Transcription:
During transcription, DNA duplicates specific segments ranging from a few hundred to many thousands of bases to create RNA, rather than the complete molecule.
Why transcription regulation is important?
Our bodies are composed of numerous unique cell types, each with its distinct shape and function. Transcription regulation plays a vital role in enabling these variations by controlling the activation of genes in each cell. This precise regulation allows genes to be turned on or off as needed, enabling cells to perform specific tasks in an energy-efficient manner. By producing only, the necessary proteins, this process conserves energy and ensures that all cell types contribute effectively to the overall health of the body.
Transcription Factors:
Any protein that controls transcription but is not an RNA polymerase subunit is referred to as a transcription factor. So basically, there are three major types of transcription factors i.e. general transcription factors, activators, and repressors (Minchin & Busby, 2013).
General transcription factors: General transcription factors bind to specific consensus sequences within the Promotor region. RNA polymerase and general transcription factors create a preinitiation complex that is competent for initiating transcription. Even without activators, the general transcription factors can maintain a basal level of transcription.
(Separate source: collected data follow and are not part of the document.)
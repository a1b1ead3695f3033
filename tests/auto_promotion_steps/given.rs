//! Given steps for auto-promotion BDD scenarios.

use super::world::{AutoPromotionWorld, parse_instant, run_async};
use crate::test_helpers::{open_row, worksheet};
use eyre::WrapErr;
use rstest_bdd_macros::given;
use taskmaster::task::ports::RemoteTable;

#[given(r#"the clock reads "{moment}""#)]
fn clock_reads(world: &mut AutoPromotionWorld, moment: String) -> Result<(), eyre::Report> {
    world.clock.set(parse_instant(&moment)?);
    Ok(())
}

#[given(r#"a stored task "{text}" with priority "{priority}" created on "{day}""#)]
fn stored_task(
    world: &mut AutoPromotionWorld,
    text: String,
    priority: String,
    day: String,
) -> Result<(), eyre::Report> {
    let position = world.stored_rows.len().saturating_add(1);
    let rank = i64::try_from(position).wrap_err("rank overflow")?;
    let id = format!("task-{position}");
    let created_at = format!("{day} 08:00:00.000000");
    world
        .stored_rows
        .push(open_row(&id, &text, &priority, &created_at, rank));

    let table = worksheet(world.stored_rows.clone());
    run_async(world.remote.write_all(&table)).wrap_err("seed worksheet")?;
    Ok(())
}
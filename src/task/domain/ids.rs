//! Identifier types for the task domain.

use super::TaskDomainError;
use serde::{Deserialize, Serialize};
use std::fmt;
use uuid::Uuid;

/// Unique identifier for a task row.
///
/// Identifiers are opaque strings. New tasks receive a random UUID, while
/// rows written by older schema generations may carry small integers; both
/// forms are accepted and compared textually.
#[derive(Debug, Clone, PartialEq, Eq, Hash, PartialOrd, Ord, Serialize, Deserialize)]
#[serde(transparent)]
pub struct TaskId(String);

impl TaskId {
    /// Creates a new random task identifier.
    #[must_use]
    pub fn new() -> Self {
        Self(Uuid::new_v4().to_string())
    }

    /// Creates a task identifier from persisted or user-supplied text.
    ///
    /// # Errors
    ///
    /// Returns [`TaskDomainError::EmptyTaskId`] when the value is blank.
    pub fn parse(value: impl AsRef<str>) -> Result<Self, TaskDomainError> {
        let trimmed = value.as_ref().trim();
        if trimmed.is_empty() {
            return Err(TaskDomainError::EmptyTaskId);
        }
        Ok(Self(trimmed.to_owned()))
    }

    /// Returns the identifier as `str`.
    #[must_use]
    pub fn as_str(&self) -> &str {
        &self.0
    }
}

impl Default for TaskId {
    fn default() -> Self {
        Self::new()
    }
}

impl AsRef<str> for TaskId {
    fn as_ref(&self) -> &str {
        self.as_str()
    }
}

impl fmt::Display for TaskId {
    fn fmt(&self, f: &mut fmt::Formatter<'_>) -> fmt::Result {
        write!(f, "{}", self.0)
    }
}
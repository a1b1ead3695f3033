//! When steps for auto-promotion BDD scenarios.

use super::world::{AutoPromotionWorld, parse_instant, run_async};
use eyre::WrapErr;
use rstest_bdd_macros::when;
use taskmaster::task::domain::{MoveDirection, Priority, Task};

#[when(r#"the task "{text}" is added with priority "{priority}""#)]
fn add_task(
    world: &mut AutoPromotionWorld,
    text: String,
    priority: String,
) -> Result<(), eyre::Report> {
    let parsed: Priority = priority
        .parse()
        .map_err(|err| eyre::eyre!("invalid priority in scenario: {err}"))?;
    let outcome = run_async(world.session.add(text, parsed)).wrap_err("add task")?;
    if outcome.is_stale() {
        return Err(eyre::eyre!("add reported a stale reference"));
    }
    Ok(())
}

#[when(r#"a new session starts at "{moment}""#)]
fn new_session(world: &mut AutoPromotionWorld, moment: String) -> Result<(), eyre::Report> {
    world.clock.set(parse_instant(&moment)?);
    world.restart_session();
    Ok(())
}

#[when("auto-promotion runs")]
fn auto_promotion_runs(world: &mut AutoPromotionWorld) -> Result<(), eyre::Report> {
    let run = run_async(world.session.run_auto_promotion()).wrap_err("run auto-promotion")?;
    world.last_promotion = Some(run);
    Ok(())
}

#[when(r#"the task "{text}" is moved "{direction}""#)]
fn move_task(
    world: &mut AutoPromotionWorld,
    text: String,
    direction: String,
) -> Result<(), eyre::Report> {
    let parsed: MoveDirection = direction
        .parse()
        .map_err(|err| eyre::eyre!("invalid direction in scenario: {err}"))?;
    run_async(world.session.load(false)).wrap_err("load worksheet")?;
    let id = world.task_labelled(&text).map(Task::id)?.clone();
    let outcome = run_async(world.session.move_task(&id, parsed)).wrap_err("move task")?;
    world.last_move = Some(outcome);
    Ok(())
}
Nevertheless, the preinitiation complex stands as the most critical stage in commencing transcription.
Activators: Gene-specific transcription factors are known as activators. Activators bind to the enhancer regions of the DNA (Shen, 2019).
Repressors: Eukaryotic repressors impede transcription by binding to particular DNA sequences. Certain repressors share the activator's DNA-binding domain but lack its activation domain, therefore sometimes repressors and activators engage in competition when it comes to binding to particular regulatory sequences, and they inhibit transcription. Additionally, active repression domains present on repressors inhibit transcription by interacting with general transcription factors.
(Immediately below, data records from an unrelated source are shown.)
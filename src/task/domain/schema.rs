//! Repairs and types raw worksheet rows into a [`TaskTable`].
//!
//! The worksheet may come from any schema generation: columns can be
//! missing, identifiers can be integers, flags can be spelled as text and
//! the sort rank column may be absent or partly blank. [`normalize`] fills
//! every gap with a default so the rest of the crate sees one shape.
//! Normalizing an already-normalized table yields the same table.

use super::{
    Cell, ParseCellError, PersistedTaskData, Priority, RawTable, Task, TaskId, TaskTable,
};
use thiserror::Error;
use tracing::{debug, warn};

/// Identifier column.
pub const ID: &str = "id";
/// Label column.
pub const TEXT: &str = "text";
/// Priority column.
pub const PRIORITY: &str = "priority";
/// Completion flag column.
pub const COMPLETED: &str = "completed";
/// Creation timestamp column.
pub const CREATED_AT: &str = "created_at";
/// Completion timestamp column.
pub const COMPLETED_AT: &str = "completed_at";
/// Carried-over flag column.
pub const WAS_AUTO_PROMOTED: &str = "was_auto_promoted";
/// Manual sort rank column.
pub const CUSTOM_SORT_INDEX: &str = "custom_sort_index";

/// Worksheet columns in canonical order.
pub const COLUMNS: [&str; 8] = [
    ID,
    TEXT,
    PRIORITY,
    COMPLETED,
    CREATED_AT,
    COMPLETED_AT,
    WAS_AUTO_PROMOTED,
    CUSTOM_SORT_INDEX,
];

/// Error returned when a worksheet cell cannot be coerced.
#[derive(Debug, Clone, Error, PartialEq, Eq)]
#[error("row {row}, column '{column}': {source}")]
pub struct SchemaError {
    /// Zero-based data row.
    pub row: usize,
    /// Column holding the offending cell.
    pub column: &'static str,
    /// Coercion failure.
    #[source]
    pub source: ParseCellError,
}

/// Row fields read before sort ranks are backfilled.
struct PartialRow {
    data: PersistedTaskData,
    rank: Option<i64>,
    id_assigned: bool,
}

/// A normalized table plus the repairs that must be written back.
#[derive(Debug, Clone, PartialEq, Eq)]
pub struct Normalized {
    /// The typed task table.
    pub table: TaskTable,
    /// Identifiers generated for rows that had none. Until the table is
    /// written back, the next read would assign different ones.
    pub assigned_ids: Vec<TaskId>,
}

impl Normalized {
    /// Returns `true` when the worksheet must be rewritten to keep the
    /// repairs stable.
    #[must_use]
    pub const fn needs_write_back(&self) -> bool {
        !self.assigned_ids.is_empty()
    }
}

/// Normalizes a raw worksheet into a typed task table.
///
/// Rows with no values at all are skipped. Blank identifiers receive a
/// fresh one. When no row has a sort rank, ranks are assigned in
/// decreasing row order; when only some rows lack one, they receive the
/// current maximum.
///
/// # Errors
///
/// Returns [`SchemaError`] when a flag or rank cell holds a value outside
/// the accepted vocabulary.
pub fn normalize(raw: &RawTable) -> Result<TaskTable, SchemaError> {
    normalize_with_repairs(raw).map(|normalized| normalized.table)
}

/// Normalizes a raw worksheet like [`normalize`], also reporting the
/// identifiers it had to generate.
///
/// # Errors
///
/// Returns [`SchemaError`] under the same conditions as [`normalize`].
pub fn normalize_with_repairs(raw: &RawTable) -> Result<Normalized, SchemaError> {
    let missing: Vec<&str> = COLUMNS
        .iter()
        .copied()
        .filter(|column| raw.column_index(column).is_none())
        .collect();
    if !missing.is_empty() && !raw.is_empty() {
        debug!(columns = ?missing, "adding missing worksheet columns");
    }

    let mut rows = Vec::with_capacity(raw.len());
    for (index, cells) in raw.rows().iter().enumerate() {
        if cells.iter().all(Cell::is_missing) {
            debug!(row = index, "skipping blank worksheet row");
            continue;
        }
        rows.push(read_row(raw, index)?);
    }

    let assigned_ids = rows
        .iter()
        .filter(|row| row.id_assigned)
        .map(|row| row.data.id.clone())
        .collect();
    Ok(Normalized {
        table: TaskTable::from_tasks(backfill_ranks(rows)),
        assigned_ids,
    })
}

fn read_row(raw: &RawTable, row: usize) -> Result<PartialRow, SchemaError> {
    let (id, id_assigned) = match raw.cell(row, ID).render().map(TaskId::parse) {
        Some(Ok(id)) => (id, false),
        Some(Err(_)) | None => {
            let fresh = TaskId::new();
            warn!(row, id = %fresh, "worksheet row has no identifier, assigning one");
            (fresh, true)
        }
    };
    let priority = raw
        .cell(row, PRIORITY)
        .render()
        .map_or(Priority::default(), |value| Priority::from_stored(&value));
    let rank = raw
        .cell(row, CUSTOM_SORT_INDEX)
        .to_rank()
        .map_err(|source| SchemaError {
            row,
            column: CUSTOM_SORT_INDEX,
            source,
        })?;

    Ok(PartialRow {
        data: PersistedTaskData {
            id,
            text: raw.cell(row, TEXT).label().unwrap_or_default(),
            priority,
            completed: read_flag(raw, row, COMPLETED)?,
            created_at: raw.cell(row, CREATED_AT).render().unwrap_or_default(),
            completed_at: raw.cell(row, COMPLETED_AT).render(),
            was_auto_promoted: read_flag(raw, row, WAS_AUTO_PROMOTED)?,
            sort_rank: 0,
        },
        rank,
        id_assigned,
    })
}

fn read_flag(raw: &RawTable, row: usize, column: &'static str) -> Result<bool, SchemaError> {
    raw.cell(row, column)
        .to_bool()
        .map_err(|source| SchemaError {
            row,
            column,
            source,
        })
}

fn backfill_ranks(rows: Vec<PartialRow>) -> Vec<Task> {
    let existing_max = rows.iter().filter_map(|row| row.rank).max();
    let count = rows.len();
    rows.into_iter()
        .enumerate()
        .map(|(position, row)| {
            let sort_rank = match (row.rank, existing_max) {
                (Some(rank), _) => rank,
                (None, Some(max)) => max,
                (None, None) => {
                    i64::try_from(count.saturating_sub(position)).unwrap_or(i64::MAX)
                }
            };
            Task::from_persisted(PersistedTaskData {
                sort_rank,
                ..row.data
            })
        })
        .collect()
}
Enhancers and formation of transcription initiation complex:
Regulatory sequences that govern expression in mammalian cells are primarily situated more than 10 kilobases away from the transcription start site. These sequences, known as enhancers, play a crucial role in gene expression by binding to transcription factors known as activators.
Through DNA looping, there will be an interaction between activators on enhancers, and general transcription factors and RNA polymerase at the promoter, ultimately leading to the formation of a final transcription initiation complex and subsequently the transcription (Cooper, 2000).
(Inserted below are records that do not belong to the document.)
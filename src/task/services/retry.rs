//! Bounded exponential backoff around remote table calls.
//!
//! Every remote read and write goes through [`retry`]. Failures whose
//! [`RemoteTableError::transient_kind`] is set are retried after
//! `base_delay * 2^attempt` plus a random jitter; anything else is returned
//! at once. Running out of attempts yields [`RetryError::ServiceBusy`].

use crate::task::ports::{RemoteTableError, RemoteTableResult};
use rand::Rng;
use std::{future::Future, time::Duration};
use thiserror::Error;
use tracing::warn;

/// Default number of attempts, including the first call.
pub const DEFAULT_MAX_ATTEMPTS: u32 = 5;

/// Default base delay before the first retry.
pub const DEFAULT_BASE_DELAY: Duration = Duration::from_secs(1);

/// Default upper bound for the random jitter added to each delay.
pub const DEFAULT_MAX_JITTER: Duration = Duration::from_secs(1);

/// Backoff settings for remote table calls.
#[derive(Debug, Clone, Copy, PartialEq, Eq)]
pub struct RetryPolicy {
    max_attempts: u32,
    base_delay: Duration,
    max_jitter: Duration,
}

impl Default for RetryPolicy {
    fn default() -> Self {
        Self {
            max_attempts: DEFAULT_MAX_ATTEMPTS,
            base_delay: DEFAULT_BASE_DELAY,
            max_jitter: DEFAULT_MAX_JITTER,
        }
    }
}

impl RetryPolicy {
    /// Creates a policy with the default settings.
    #[must_use]
    pub fn new() -> Self {
        Self::default()
    }

    /// Creates a policy that retries without sleeping.
    #[must_use]
    pub const fn immediate(max_attempts: u32) -> Self {
        Self {
            max_attempts,
            base_delay: Duration::ZERO,
            max_jitter: Duration::ZERO,
        }
    }

    /// Sets the number of attempts, including the first call. Zero is
    /// treated as one.
    #[must_use]
    pub const fn with_max_attempts(mut self, max_attempts: u32) -> Self {
        self.max_attempts = max_attempts;
        self
    }

    /// Sets the base delay.
    #[must_use]
    pub const fn with_base_delay(mut self, base_delay: Duration) -> Self {
        self.base_delay = base_delay;
        self
    }

    /// Sets the jitter bound.
    #[must_use]
    pub const fn with_max_jitter(mut self, max_jitter: Duration) -> Self {
        self.max_jitter = max_jitter;
        self
    }

    /// Returns the effective number of attempts.
    #[must_use]
    pub fn max_attempts(&self) -> u32 {
        self.max_attempts.max(1)
    }

    /// Returns the delay without jitter before retrying after the failed
    /// attempt `attempt` (zero-based).
    #[must_use]
    pub fn backoff(&self, attempt: u32) -> Duration {
        self.base_delay
            .saturating_mul(2_u32.saturating_pow(attempt))
    }

    /// Returns the backoff for `attempt` plus a uniform jitter in
    /// `0..=max_jitter`.
    #[must_use]
    pub fn delay_for_attempt(&self, attempt: u32) -> Duration {
        let jitter_ms = u64::try_from(self.max_jitter.as_millis()).unwrap_or(u64::MAX);
        let jitter = if jitter_ms == 0 {
            Duration::ZERO
        } else {
            Duration::from_millis(rand::thread_rng().gen_range(0..=jitter_ms))
        };
        self.backoff(attempt).saturating_add(jitter)
    }
}

/// Errors surfaced by [`retry`].
#[derive(Debug, Clone, Error)]
pub enum RetryError {
    /// Every attempt failed with a transient error.
    #[error("remote table service is busy after {attempts} attempts")]
    ServiceBusy {
        /// Attempts made.
        attempts: u32,
        /// Failure from the final attempt.
        #[source]
        last: RemoteTableError,
    },

    /// A failure that is not retried.
    #[error(transparent)]
    Remote(#[from] RemoteTableError),
}

impl RetryError {
    /// Returns the non-retried remote error, if that is what this is.
    #[must_use]
    pub const fn as_remote(&self) -> Option<&RemoteTableError> {
        match self {
            Self::Remote(err) => Some(err),
            Self::ServiceBusy { .. } => None,
        }
    }
}

/// Runs `operation` until it succeeds, fails permanently, or the policy's
/// attempts are used up.
///
/// `label` names the operation in log output.
///
/// # Errors
///
/// Returns [`RetryError::Remote`] for the first non-transient failure and
/// [`RetryError::ServiceBusy`] when every attempt failed transiently.
pub async fn retry<T, F, Fut>(
    policy: &RetryPolicy,
    label: &str,
    mut operation: F,
) -> Result<T, RetryError>
where
    F: FnMut() -> Fut,
    Fut: Future<Output = RemoteTableResult<T>>,
{
    let max_attempts = policy.max_attempts();
    let mut attempt = 0_u32;
    loop {
        let err = match operation().await {
            Ok(value) => return Ok(value),
            Err(err) => err,
        };
        let Some(kind) = err.transient_kind() else {
            return Err(RetryError::Remote(err));
        };
        let attempts_made = attempt.saturating_add(1);
        if attempts_made >= max_attempts {
            warn!(
                operation = label,
                attempts = attempts_made,
                %kind,
                "giving up on remote table call"
            );
            return Err(RetryError::ServiceBusy {
                attempts: attempts_made,
                last: err,
            });
        }
        let delay = policy.delay_for_attempt(attempt);
        warn!(
            operation = label,
            attempt = attempts_made,
            %kind,
            delay_ms = u64::try_from(delay.as_millis()).unwrap_or(u64::MAX),
            "transient remote table failure, retrying"
        );
        if !delay.is_zero() {
            tokio::time::sleep(delay).await;
        }
        attempt = attempts_made;
    }
}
Difference between CDS and Exon regions of the DNA:
A DNA region that encodes a protein is referred to as a coding sequence, or CDS for short. A complete coding sequence contains all exon segments and encodes proteins. This sequence includes the start codon but lacks the stop codon. Exons are the gene sequence portions that remain in the mRNA after RNA splicing. Although not all exons encode a protein, there are untranslated regions (UTRs) located upstream (5') and downstream (3') of the coding exon regions. The 5'UTRs, or leader sequences, and 3'UTRs, or trailer sequences, are types of UTRs. These UTRs can be spliced like any other exon region or interrupted by introns (GOENOMICS, n.d.).
Introns can indeed appear in UTRs before or after the coding area. UTRs have their introns spliced out, but the remaining portion of the UTR is left intact and often plays significant roles in gene regulation. This is because the promoter region is enclosed by UTRs.
Transcription Factors Determination:
- Open NCBI and select "nucleotide" from the dropdown menu by clicking on the dropdown arrow.
- Enter the name of the gene or protein in the query section of the database.
- Click on the “RefSeq Transcripts” and select the first variant to obtain the mRNA transcript of the IL6 gene. This will allow us to access the DNA sequence from which the mRNA transcript is made, as the promoter region is located within or upstream of it.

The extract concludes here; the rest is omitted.